# Should correlation coefficients be expressed as angles?

post by Sniffnoy · 2012-11-28T00:05:50.347Z · LW · GW · Legacy · 25 comments**Edit 11/28:** Edited note at bottom to note that the random variables should have finite variance, and that this is essentially just L². Also some formatting changes.

This is something that has been bugging me for a while.

The correlation coefficient between two random variables can be interpreted as the cosine of the angle between them[0]. The higher the correlation, the more "in the same direction" they are. A correlation coefficient of one means they point in exactly the same direction, while -1 means they point in exactly opposite directions. More generally, a positive correlation coefficient means the two random variables make an acute angle, while a negative correlation means they make an obtuse angle. A correlation coefficient of zero means that they are quite literally orthogonal.
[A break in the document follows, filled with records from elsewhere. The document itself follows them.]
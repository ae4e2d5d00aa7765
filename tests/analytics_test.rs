// ABOUTME: Integration tests for the synthetic analytics users
// ABOUTME: Stored stats must be consistent and reruns must replace previous accounts
//
// SPDX-License-Identifier: MIT OR Apache-2.0
// Copyright (c) 2025 Pierre Fitness Intelligence

#![allow(clippy::unwrap_used, clippy::expect_used, clippy::panic)]
#![allow(missing_docs)]

mod common;

use chrono::Utc;
use memo_seeder::constants::fixtures;
use memo_seeder::database::Table;
use memo_seeder::seeding::{AcademicStructureSeeder, FakeAnalyticsSeeder};

#[tokio::test]
async fn test_synthetic_users_have_consistent_stats() {
    let db = common::create_test_database().await.unwrap();
    let config = common::test_config();
    let mut ctx = common::seeded_context(&db, &config, 21, Utc::now());

    common::run_seeder(&mut ctx, &AcademicStructureSeeder)
        .await
        .unwrap();
    let outcome = common::run_seeder(&mut ctx, &FakeAnalyticsSeeder)
        .await
        .unwrap();

    let users = u64::from(config.fake_users);
    let logs = db.count_rows(Table::UserActivityLogs).await.unwrap();
    assert_eq!(outcome.rows(), users * 3 + logs);
    assert!(logs >= users * 5 && logs <= users * 50);

    let stats = db.list_user_stats().await.unwrap();
    assert_eq!(stats.len() as u64, users);
    for row in &stats {
        row.validate().unwrap();
        assert!(row.longest_streak_days >= row.current_streak_days);
    }

    let first = db
        .get_user_by_email(&fixtures::analytics_email(1))
        .await
        .unwrap();
    assert!(first.is_some());
}

#[tokio::test]
async fn test_rerun_replaces_previous_synthetic_users() {
    let db = common::create_test_database().await.unwrap();
    let config = common::test_config();
    let mut ctx = common::seeded_context(&db, &config, 22, Utc::now());

    common::run_seeder(&mut ctx, &AcademicStructureSeeder)
        .await
        .unwrap();
    common::run_seeder(&mut ctx, &FakeAnalyticsSeeder)
        .await
        .unwrap();
    common::run_seeder(&mut ctx, &FakeAnalyticsSeeder)
        .await
        .unwrap();

    let users = u64::from(config.fake_users);
    assert_eq!(db.count_rows(Table::Users).await.unwrap(), users);
    assert_eq!(db.count_rows(Table::UserAcademicProfiles).await.unwrap(), users);
    assert_eq!(db.count_rows(Table::UserStats).await.unwrap(), users);
}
Everything I have said above is completely standard. So why aren't correlation coefficients commonly *expressed as angles* instead of as their cosines? It seems to me that this would make them more intuitive to process.
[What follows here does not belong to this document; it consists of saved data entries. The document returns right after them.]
// ABOUTME: Quiz bank storage: type-checked questions, student attempts and performance aggregates
// ABOUTME: Every question is validated before insert and re-validated when read back
//
// SPDX-License-Identifier: MIT OR Apache-2.0
// Copyright (c) 2025 Pierre Fitness Intelligence

use super::Database;
use crate::errors::{AppError, AppResult};
use crate::models::{
    AttemptStatus, NewQuiz, NewQuizAttempt, NewQuizPerformance, NewQuizQuestion, QuestionPayload,
    QuestionType,
};
use chrono::{DateTime, Utc};
use serde::{Deserialize, Serialize};
use serde_json::Value;
use sqlx::Row;

/// Quiz header as read back from storage
#[derive(Debug, Clone, PartialEq, Eq, Serialize, Deserialize)]
pub struct QuizSummary {
    /// Row id
    pub id: i64,
    /// Owning subject
    pub subject_id: i64,
    /// Unique slug
    pub slug: String,
    /// Stored quiz type string
    pub quiz_type: String,
    /// Denormalized question count
    pub total_questions: i64,
    /// Answers revealed after submission
    pub show_correct_answers: bool,
}

/// Stored attempt
#[derive(Debug, Clone, PartialEq, Serialize, Deserialize)]
pub struct QuizAttemptRecord {
    /// Row id
    pub id: i64,
    /// Attempted quiz
    pub quiz_id: i64,
    /// Student
    pub user_id: i64,
    /// Lifecycle state
    pub status: AttemptStatus,
    /// Question total at attempt time
    pub total_questions: i64,
    /// Sum of question points
    pub max_score: i64,
    /// Correct answers, completed attempts only
    pub correct_answers: Option<i64>,
    /// Wrong answers, completed attempts only
    pub incorrect_answers: Option<i64>,
    /// Blank answers, completed attempts only
    pub skipped_answers: Option<i64>,
    /// Score in percent, completed attempts only
    pub score_percentage: Option<f64>,
    /// Points earned, completed attempts only
    pub total_points: Option<i64>,
    /// Pass flag, completed attempts only
    pub passed: Option<bool>,
    /// Start time
    pub started_at: DateTime<Utc>,
    /// Submission time, completed attempts only
    pub completed_at: Option<DateTime<Utc>>,
    /// Answers keyed by question id
    pub answers: Value,
}

/// Stored per-student aggregate for one quiz
#[derive(Debug, Clone, PartialEq, Serialize, Deserialize)]
pub struct QuizPerformanceRecord {
    /// Student
    pub user_id: i64,
    /// Quiz
    pub quiz_id: i64,
    /// Subject of the quiz
    pub subject_id: i64,
    /// Completed attempts
    pub total_attempts: i64,
    /// Highest score
    pub best_score: f64,
    /// Mean score
    pub average_score: f64,
    /// Minutes across completed attempts
    pub total_time_spent_minutes: f64,
    /// Latest submission
    pub last_attempt_at: Option<DateTime<Utc>>,
    /// Weak concepts keyed by tag
    pub weak_concepts: Value,
}

/// Stored question with its decoded payload
#[derive(Debug, Clone, PartialEq, Eq)]
pub struct QuizQuestionRecord {
    /// Row id
    pub id: i64,
    /// Owning quiz
    pub quiz_id: i64,
    /// 1-based position
    pub question_order: i64,
    /// Options and answer
    pub payload: QuestionPayload,
}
Certainly it would make various statements about them more intuitive. For instance "Even if A is positive correlated with B and B is positively correlated with C, A might be negatively correlated with C." This sounds counterintuitive, until you rephrase it as "Even if A makes an acute angle with B and B makes an acute angle with C, A might make an obtuse angle with C." Similarly, the geometric viewpoint makes it easier to make observations like "If A and B have correlation exceeding 1/√2 and so do B and C, then A and C are positively correlated" -- because this is just the statement that if A and B make an angle of less than 45° and so do B and C, then A and C make an angle of less than 90°.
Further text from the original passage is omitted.